* _Work to complete_:
Read the data below line by line and copy each one with "that" in it.

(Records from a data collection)

================

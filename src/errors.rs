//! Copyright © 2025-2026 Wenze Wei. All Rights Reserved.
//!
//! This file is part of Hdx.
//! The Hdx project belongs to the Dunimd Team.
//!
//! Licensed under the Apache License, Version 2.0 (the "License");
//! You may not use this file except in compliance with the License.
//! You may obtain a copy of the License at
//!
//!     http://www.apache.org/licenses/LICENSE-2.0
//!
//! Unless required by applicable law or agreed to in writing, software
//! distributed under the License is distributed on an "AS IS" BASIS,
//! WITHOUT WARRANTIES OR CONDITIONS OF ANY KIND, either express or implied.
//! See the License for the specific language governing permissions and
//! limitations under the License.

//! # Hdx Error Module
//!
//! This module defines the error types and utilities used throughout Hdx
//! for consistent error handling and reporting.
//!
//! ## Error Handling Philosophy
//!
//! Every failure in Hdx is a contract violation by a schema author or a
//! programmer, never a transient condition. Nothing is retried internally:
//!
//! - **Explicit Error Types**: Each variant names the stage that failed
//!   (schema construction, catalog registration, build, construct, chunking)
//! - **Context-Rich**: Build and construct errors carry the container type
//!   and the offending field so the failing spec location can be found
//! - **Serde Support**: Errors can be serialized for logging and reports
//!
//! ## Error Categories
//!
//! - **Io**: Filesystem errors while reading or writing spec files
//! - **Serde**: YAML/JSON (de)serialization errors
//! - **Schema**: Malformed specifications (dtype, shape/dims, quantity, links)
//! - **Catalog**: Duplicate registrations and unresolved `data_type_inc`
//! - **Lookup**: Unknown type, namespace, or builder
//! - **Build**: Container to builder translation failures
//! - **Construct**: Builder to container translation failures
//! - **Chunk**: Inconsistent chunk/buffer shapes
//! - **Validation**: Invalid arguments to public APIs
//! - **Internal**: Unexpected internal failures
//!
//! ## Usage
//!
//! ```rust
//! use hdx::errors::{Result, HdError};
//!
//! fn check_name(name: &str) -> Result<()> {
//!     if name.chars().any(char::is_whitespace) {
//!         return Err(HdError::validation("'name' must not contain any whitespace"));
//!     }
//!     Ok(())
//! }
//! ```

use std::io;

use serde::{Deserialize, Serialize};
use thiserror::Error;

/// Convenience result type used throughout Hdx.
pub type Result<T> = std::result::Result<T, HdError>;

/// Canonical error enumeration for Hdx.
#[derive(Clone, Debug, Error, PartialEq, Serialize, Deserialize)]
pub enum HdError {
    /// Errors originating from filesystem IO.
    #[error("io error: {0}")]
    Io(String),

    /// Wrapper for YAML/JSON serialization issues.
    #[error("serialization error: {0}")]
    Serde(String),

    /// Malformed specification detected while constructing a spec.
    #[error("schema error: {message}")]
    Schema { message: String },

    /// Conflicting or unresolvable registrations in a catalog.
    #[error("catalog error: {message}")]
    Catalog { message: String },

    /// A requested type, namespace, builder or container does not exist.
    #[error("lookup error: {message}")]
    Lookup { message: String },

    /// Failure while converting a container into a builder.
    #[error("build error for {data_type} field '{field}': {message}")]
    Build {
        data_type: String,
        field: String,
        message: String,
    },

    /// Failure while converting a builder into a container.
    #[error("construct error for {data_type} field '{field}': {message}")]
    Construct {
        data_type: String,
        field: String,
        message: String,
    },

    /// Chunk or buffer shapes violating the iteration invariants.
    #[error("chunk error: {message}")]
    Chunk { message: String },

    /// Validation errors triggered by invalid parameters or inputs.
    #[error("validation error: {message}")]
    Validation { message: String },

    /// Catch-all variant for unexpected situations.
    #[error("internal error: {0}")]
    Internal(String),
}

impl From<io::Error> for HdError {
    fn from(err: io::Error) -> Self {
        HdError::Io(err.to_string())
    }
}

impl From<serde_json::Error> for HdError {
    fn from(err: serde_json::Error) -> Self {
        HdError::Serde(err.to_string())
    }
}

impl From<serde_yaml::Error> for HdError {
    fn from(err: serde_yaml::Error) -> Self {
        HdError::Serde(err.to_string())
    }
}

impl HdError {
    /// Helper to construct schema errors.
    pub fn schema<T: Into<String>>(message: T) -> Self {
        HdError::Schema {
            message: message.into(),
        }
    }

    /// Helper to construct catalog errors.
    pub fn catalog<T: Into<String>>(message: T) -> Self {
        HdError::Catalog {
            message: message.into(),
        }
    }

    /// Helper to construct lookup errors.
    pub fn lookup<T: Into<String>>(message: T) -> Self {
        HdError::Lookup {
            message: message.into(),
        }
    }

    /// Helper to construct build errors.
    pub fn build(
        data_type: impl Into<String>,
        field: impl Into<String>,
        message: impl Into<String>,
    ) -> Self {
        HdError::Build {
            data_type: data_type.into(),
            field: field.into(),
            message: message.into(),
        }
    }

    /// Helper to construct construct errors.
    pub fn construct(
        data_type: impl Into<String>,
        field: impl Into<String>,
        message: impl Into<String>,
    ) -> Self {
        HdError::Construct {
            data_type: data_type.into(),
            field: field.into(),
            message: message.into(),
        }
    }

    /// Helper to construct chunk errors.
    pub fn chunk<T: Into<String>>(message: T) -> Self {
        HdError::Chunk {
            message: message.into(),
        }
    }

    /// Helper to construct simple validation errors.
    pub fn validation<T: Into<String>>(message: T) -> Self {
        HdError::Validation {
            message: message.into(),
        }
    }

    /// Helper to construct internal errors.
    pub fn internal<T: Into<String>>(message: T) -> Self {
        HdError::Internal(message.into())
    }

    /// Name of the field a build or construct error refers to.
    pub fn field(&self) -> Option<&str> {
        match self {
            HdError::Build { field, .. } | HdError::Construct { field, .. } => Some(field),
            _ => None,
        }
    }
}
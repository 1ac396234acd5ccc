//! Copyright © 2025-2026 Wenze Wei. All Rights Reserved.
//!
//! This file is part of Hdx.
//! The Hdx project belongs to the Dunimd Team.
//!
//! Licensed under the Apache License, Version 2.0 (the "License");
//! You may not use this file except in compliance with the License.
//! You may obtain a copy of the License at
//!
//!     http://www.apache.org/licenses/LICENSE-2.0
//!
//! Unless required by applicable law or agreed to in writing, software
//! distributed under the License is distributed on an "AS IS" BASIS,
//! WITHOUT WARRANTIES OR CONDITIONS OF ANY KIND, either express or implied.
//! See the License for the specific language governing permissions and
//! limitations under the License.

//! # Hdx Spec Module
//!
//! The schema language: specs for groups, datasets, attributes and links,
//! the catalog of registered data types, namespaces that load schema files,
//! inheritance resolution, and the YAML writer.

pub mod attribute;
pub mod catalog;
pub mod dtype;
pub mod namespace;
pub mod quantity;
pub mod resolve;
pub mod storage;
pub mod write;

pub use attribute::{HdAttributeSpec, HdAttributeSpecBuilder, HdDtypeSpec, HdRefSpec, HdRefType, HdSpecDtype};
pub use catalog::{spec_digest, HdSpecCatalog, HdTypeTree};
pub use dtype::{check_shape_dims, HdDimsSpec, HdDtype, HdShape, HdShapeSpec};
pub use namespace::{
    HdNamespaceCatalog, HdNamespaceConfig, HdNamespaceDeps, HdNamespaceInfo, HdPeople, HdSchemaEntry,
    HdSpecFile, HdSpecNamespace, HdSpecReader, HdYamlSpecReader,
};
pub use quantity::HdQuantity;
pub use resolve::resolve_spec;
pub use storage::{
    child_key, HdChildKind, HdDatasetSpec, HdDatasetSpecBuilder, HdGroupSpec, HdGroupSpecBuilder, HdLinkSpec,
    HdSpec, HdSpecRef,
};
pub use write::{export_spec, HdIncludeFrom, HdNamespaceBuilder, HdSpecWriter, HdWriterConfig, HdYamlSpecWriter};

================

* _Exercise answer_:
//! - **Explicit Error Types**: Each variant names the stage that failed
//! the catalog of registered data types, namespaces that load schema files,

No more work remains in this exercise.